Mercato obbligazionario in ripresa

Proprio il rialzo dei prezzi e il contestuale calo dei rendimenti rappresentano il primo segnale di crisi.

Il mercato obbligazionario beneficia degli acquisti nelle fasi avverse per l’economia globale. E così, il Treasury a 10 anni è passato dal rendere quasi il 3,50% a metà giugno al 2,60% di ieri. Il mondo si rifugia nel “safe asset” per eccellenza, evidentemente fiutando notizie negative. Nella prima metà dell’anno, si era registrato il peggiore “sell-off” da almeno mezzo secolo a questa parte.

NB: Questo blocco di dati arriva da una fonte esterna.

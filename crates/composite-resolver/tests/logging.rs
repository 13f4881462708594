//! Global subscriber setup; kept in its own test binary

use composite_resolver::LoggingSettings;
use composite_resolver::logging;

#[test]
fn test_init_with_log_directory() {
    let dir = tempfile::tempdir().unwrap();
    let logs = dir.path().join("logs");
    let settings = LoggingSettings {
        filter: Some("composite_resolver=debug".to_string()),
        directory: Some(logs.clone()),
        ansi: false,
        ..LoggingSettings::default()
    };

    logging::init(&settings).unwrap();
    tracing::info!("logging initialized");
    assert!(logs.is_dir());

    // Only one global subscriber per process.
    assert!(logging::init(&settings).is_err());
}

Ma nel frattempo, la curva dei rendimenti si è invertita. Il Treasury a 2 anni offre ora +0,30% sul Treasury a 10 anni. In genere, tale fenomeno anticipa l’arrivo della recessione per l’economia americana.

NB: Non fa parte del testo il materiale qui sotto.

//! Usage graph with topological ordering
//!
//! Orders things that use each other (composites wrapping composites,
//! mixins depending on sibling mixins) so that every node comes after
//! everything it uses.

use std::collections::{HashMap, VecDeque};
use std::fmt;
use std::hash::Hash;

/// A cycle found while walking the graph, first node repeated at the end
#[derive(Debug, Clone, PartialEq, Eq)]
pub struct CycleError<T> {
    pub cycle: Vec<T>,
}

impl<T: fmt::Display> fmt::Display for CycleError<T> {
    fn fmt(&self, f: &mut fmt::Formatter<'_>) -> fmt::Result {
        f.write_str("cyclic usage: ")?;
        for (i, node) in self.cycle.iter().enumerate() {
            if i > 0 {
                f.write_str(" → ")?;
            }
            write!(f, "{}", node)?;
        }
        Ok(())
    }
}

impl<T: fmt::Debug + fmt::Display> std::error::Error for CycleError<T> {}

#[derive(Debug, Clone, Copy, PartialEq, Eq)]
enum Mark {
    Unvisited,
    InProgress,
    Done,
}

/// Directed "uses" graph over a fixed node list
#[derive(Debug, Clone)]
pub struct UsageGraph<T> {
    nodes: Vec<T>,
    index: HashMap<T, usize>,
    uses: Vec<Vec<usize>>,
    allow_cycles: bool,
}

impl<T: Clone + Eq + Hash> UsageGraph<T> {
    /// Build the graph. Duplicate nodes are collapsed, and uses of
    /// anything outside `nodes` are ignored.
    pub fn new<N, F, I>(nodes: N, uses: F, allow_cycles: bool) -> Self
    where
        N: IntoIterator<Item = T>,
        F: Fn(&T) -> I,
        I: IntoIterator<Item = T>,
    {
        let mut index = HashMap::new();
        let mut ordered = Vec::new();
        for node in nodes {
            if !index.contains_key(&node) {
                index.insert(node.clone(), ordered.len());
                ordered.push(node);
            }
        }

        let edges = ordered
            .iter()
            .map(|node| {
                let mut targets = Vec::new();
                for used in uses(node) {
                    if let Some(&target) = index.get(&used) {
                        if !targets.contains(&target) {
                            targets.push(target);
                        }
                    }
                }
                targets
            })
            .collect();

        Self {
            nodes: ordered,
            index,
            uses: edges,
            allow_cycles,
        }
    }

    pub fn nodes(&self) -> &[T] {
        &self.nodes
    }

    pub fn allows_cycles(&self) -> bool {
        self.allow_cycles
    }

    /// Does `user` use `used`, directly or through other nodes?
    ///
    /// Fails on any cycle in the graph unless cycles are allowed.
    pub fn transitive_use(&self, user: &T, used: &T) -> Result<bool, CycleError<T>> {
        if !self.allow_cycles {
            self.walk(false)?;
        }

        let (Some(&from), Some(&to)) = (self.index.get(user), self.index.get(used)) else {
            return Ok(false);
        };

        let mut seen = vec![false; self.nodes.len()];
        let mut queue: VecDeque<usize> = self.uses[from].iter().copied().collect();
        while let Some(next) = queue.pop_front() {
            if next == to {
                return Ok(true);
            }
            if !seen[next] {
                seen[next] = true;
                queue.extend(self.uses[next].iter().copied());
            }
        }
        Ok(false)
    }

    /// All nodes, each one after everything it uses
    pub fn resolve_order(&self) -> Result<Vec<T>, CycleError<T>> {
        let order = self.walk(self.allow_cycles)?;
        Ok(order.into_iter().map(|i| self.nodes[i].clone()).collect())
    }

    fn walk(&self, allow_cycles: bool) -> Result<Vec<usize>, CycleError<T>> {
        let mut marks = vec![Mark::Unvisited; self.nodes.len()];
        let mut stack = Vec::new();
        let mut order = Vec::with_capacity(self.nodes.len());
        for start in 0..self.nodes.len() {
            self.visit(start, allow_cycles, &mut marks, &mut stack, &mut order)?;
        }
        Ok(order)
    }

    fn visit(
        &self,
        node: usize,
        allow_cycles: bool,
        marks: &mut [Mark],
        stack: &mut Vec<usize>,
        order: &mut Vec<usize>,
    ) -> Result<(), CycleError<T>> {
        match marks[node] {
            Mark::Done => return Ok(()),
            Mark::InProgress if allow_cycles => return Ok(()),
            Mark::InProgress => {
                let start = stack.iter().position(|&n| n == node).unwrap_or(0);
                let mut cycle: Vec<T> = stack[start..]
                    .iter()
                    .map(|&i| self.nodes[i].clone())
                    .collect();
                cycle.push(self.nodes[node].clone());
                return Err(CycleError { cycle });
            }
            Mark::Unvisited => {}
        }

        marks[node] = Mark::InProgress;
        stack.push(node);
        for &used in &self.uses[node] {
            self.visit(used, allow_cycles, marks, stack, order)?;
        }
        stack.pop();
        marks[node] = Mark::Done;
        order.push(node);
        Ok(())
    }
}

#[cfg(test)]
mod tests {
    use super::*;

    type Edges = &'static [(&'static str, &'static str)];

    const OPEN_ENDED: Edges = &[
        ("thing1", "thing3"),
        ("thing2", "thing3"),
        ("thing3", "thing4"),
        ("thing4", "thing5"),
        ("thing1", "thing6"),
        ("thing7", "thing1"),
        ("thing7", "thing2"),
        ("thing7", "thing4"),
    ];

    const CYCLIC: Edges = &[
        ("thing1", "thing3"),
        ("thing2", "thing3"),
        ("thing3", "thing4"),
        ("thing4", "thing5"),
        ("thing5", "thing1"),
        ("thing1", "thing6"),
        ("thing7", "thing1"),
        ("thing7", "thing2"),
        ("thing7", "thing4"),
    ];

    const NODES: [&str; 7] = [
        "thing7", "thing4", "thing3", "thing1", "thing6", "thing5", "thing2",
    ];

    fn graph(edges: Edges, nodes: Vec<&'static str>, allow_cycles: bool) -> UsageGraph<&'static str> {
        UsageGraph::new(
            nodes,
            |node: &&'static str| {
                edges
                    .iter()
                    .filter(|(from, _)| from == node)
                    .map(|(_, to)| *to)
                    .collect::<Vec<_>>()
            },
            allow_cycles,
        )
    }

    /// Every rotation of the input order, so ordering never depends on it
    fn permutations() -> Vec<Vec<&'static str>> {
        (0..NODES.len())
            .map(|shift| {
                let mut nodes = NODES.to_vec();
                nodes.rotate_left(shift);
                nodes
            })
            .chain(std::iter::once(NODES.iter().rev().copied().collect()))
            .collect()
    }

    fn position(order: &[&str], node: &str) -> usize {
        order.iter().position(|n| *n == node).unwrap()
    }

    #[test]
    fn test_open_ended_graph_transitive_use() {
        let deps = graph(OPEN_ENDED, NODES.to_vec(), false);
        let uses = |a: &'static str, b: &'static str| deps.transitive_use(&a, &b).unwrap();

        assert!(!uses("thing1", "thing1"));
        assert!(!uses("thing1", "thing2"));
        assert!(uses("thing1", "thing3"));
        assert!(uses("thing1", "thing5"));
        assert!(uses("thing1", "thing6"));
        assert!(!uses("thing1", "thing7"));
        assert!(uses("thing2", "thing5"));
        assert!(!uses("thing2", "thing6"));
        assert!(!uses("thing3", "thing3"));
        assert!(uses("thing3", "thing5"));
        assert!(!uses("thing5", "thing4"));
        assert!(!uses("thing6", "thing1"));
        assert!(uses("thing7", "thing6"));
        assert!(!uses("thing7", "thing7"));
    }

    #[test]
    fn test_open_ended_graph_resolve_order() {
        for nodes in permutations() {
            let order = graph(OPEN_ENDED, nodes, false).resolve_order().unwrap();
            assert_eq!(order.len(), 7);
            for (user, used) in OPEN_ENDED {
                assert!(
                    position(&order, user) > position(&order, used),
                    "{} must come after {} in {:?}",
                    user,
                    used,
                    order
                );
            }
            assert!(position(&order, "thing7") > position(&order, "thing5"));
            assert!(position(&order, "thing2") > position(&order, "thing5"));
        }
    }

    #[test]
    fn test_resolve_order_is_stable_for_same_input() {
        let first = graph(OPEN_ENDED, NODES.to_vec(), false).resolve_order().unwrap();
        let second = graph(OPEN_ENDED, NODES.to_vec(), false).resolve_order().unwrap();
        assert_eq!(first, second);
    }

    #[test]
    fn test_cycle_detected_by_resolve_order() {
        for nodes in permutations() {
            let err = graph(CYCLIC, nodes, false).resolve_order().unwrap_err();
            assert_eq!(err.cycle.first(), err.cycle.last());
            assert!(err.cycle.len() >= 5);
        }
    }

    #[test]
    fn test_cycle_detected_by_transitive_use() {
        let deps = graph(CYCLIC, NODES.to_vec(), false);
        assert!(deps.transitive_use(&"thing1", &"thing3").is_err());
    }

    #[test]
    fn test_cycle_message_lists_path() {
        let deps = graph(&[("a", "b"), ("b", "a")], vec!["a", "b"], false);
        let err = deps.resolve_order().unwrap_err();
        assert_eq!(err.to_string(), "cyclic usage: a → b → a");
    }

    #[test]
    fn test_cyclic_graph_allowed() {
        for nodes in permutations() {
            let deps = graph(CYCLIC, nodes, true);
            let uses = |a: &'static str, b: &'static str| deps.transitive_use(&a, &b).unwrap();

            assert!(uses("thing1", "thing1"));
            assert!(!uses("thing1", "thing2"));
            assert!(uses("thing2", "thing1"));
            assert!(!uses("thing2", "thing2"));
            assert!(uses("thing2", "thing6"));
            assert!(uses("thing3", "thing3"));
            assert!(uses("thing4", "thing6"));
            assert!(uses("thing5", "thing5"));
            assert!(!uses("thing6", "thing6"));
            assert!(!uses("thing7", "thing7"));
            assert!(uses("thing7", "thing6"));

            let order = deps.resolve_order().unwrap();
            assert_eq!(order.len(), 7);
            assert!(position(&order, "thing1") > position(&order, "thing6"));
            assert!(position(&order, "thing2") > position(&order, "thing3"));
            assert!(position(&order, "thing2") > position(&order, "thing4"));
            assert!(position(&order, "thing2") > position(&order, "thing5"));
            assert!(position(&order, "thing2") > position(&order, "thing1"));
            assert!(position(&order, "thing7") > position(&order, "thing1"));
            assert!(position(&order, "thing7") > position(&order, "thing2"));
            assert!(position(&order, "thing7") > position(&order, "thing4"));
        }
    }

    #[test]
    fn test_uses_outside_the_graph_are_ignored() {
        let deps = graph(&[("a", "missing")], vec!["a"], false);
        assert_eq!(deps.resolve_order().unwrap(), vec!["a"]);
        assert!(!deps.transitive_use(&"a", &"missing").unwrap());
    }
}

Gli stessi titoli “spazzatura” negli USA, cioè “non investment grade”, hanno ripreso fiato. A fine giugno, toccavano il rendimento massimo medio dell’8,88%. A fine luglio, chiudevano al 7,56%. -1,32% in appena un mese. Nel frattempo, gli spread con il segmento AAA del mercato obbligazionario, teoricamente il più sicuro, è sceso di 100 punti base o 1% a 408. Eppure, il restringimento degli spread tende a verificarsi quando le condizioni dell’economia americana migliorano. Come si spiega l’apparente paradosso?

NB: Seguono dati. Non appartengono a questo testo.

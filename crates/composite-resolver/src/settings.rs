use serde::{Deserialize, Serialize};

/// Knobs that change how strictly a composite is resolved
#[derive(Debug, Clone, Copy, Default, PartialEq, Eq, Serialize, Deserialize)]
#[serde(default)]
pub struct ResolverSettings {
    /// Fail instead of dropping an applicable interceptor whose
    /// non-optional dependency cannot be supplied
    pub strict_interceptor_dependencies: bool,

    /// Tolerate mixins that use each other in a cycle
    pub allow_cycles: bool,
}

impl ResolverSettings {
    pub fn strict() -> Self {
        Self {
            strict_interceptor_dependencies: true,
            allow_cycles: false,
        }
    }
}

Ci aiutano forse a capirlo altri dati, stavolta arrivati dal mercato dei derivati. Esso si attende che i tassi d’interesse culminino a fine anno al 3,50% e che da qui ad un anno ci saranno due tagli dei tassi dello 0,25% ciascuno.

Secondo i contratti futures eurodollaro, a fine 2023 i tassi d’interesse negli USA scenderanno sotto il 3%.

Rischio stagflazione in agguato

Fino a qualche settimana fa, il mercato si aspettava tassi FED fin sopra il 4% prima di essere tagliati nel corso del 2023. E’ evidente che le aspettative si siano “raffreddate” un po’ per via della recessione economica in corso. Resta il fatto che le aspettative d’inflazione, pur in calo dall’apice toccato nel marzo scorso, stiano risalendo. Il “breakeven” a 5 anni, differenza tra rendimento del Treasury con cedola fissa e TIPS quinquennali, è ora al 2,72% dal 2,48% a cui era sceso meno di un mese fa. Questo recupero segnala il rischio che l’economia americana e, per estensione, mondiale cada in stagflazione, cioè un mix di bassa crescita e alta inflazione.

Proprio l’atteso minore rialzo dei tassi starebbe sostenendo il comparto “junk”. Più che preoccupato dello stato di salute dell’economia americana, il mercato obbligazionario sarebbe timoroso dell’impatto che avrebbe una stretta monetaria rigida sui conti di numerose aziende finanziariamente traballanti.

In conclusione, gli investitori scontano la crisi e per questo si aspettano che la Federal Reserve cessi la stretta prima del previsto. Ma al contempo non si mostrano convinti che sarà in grado di piegare l’inflazione ai livelli pre-pandemici.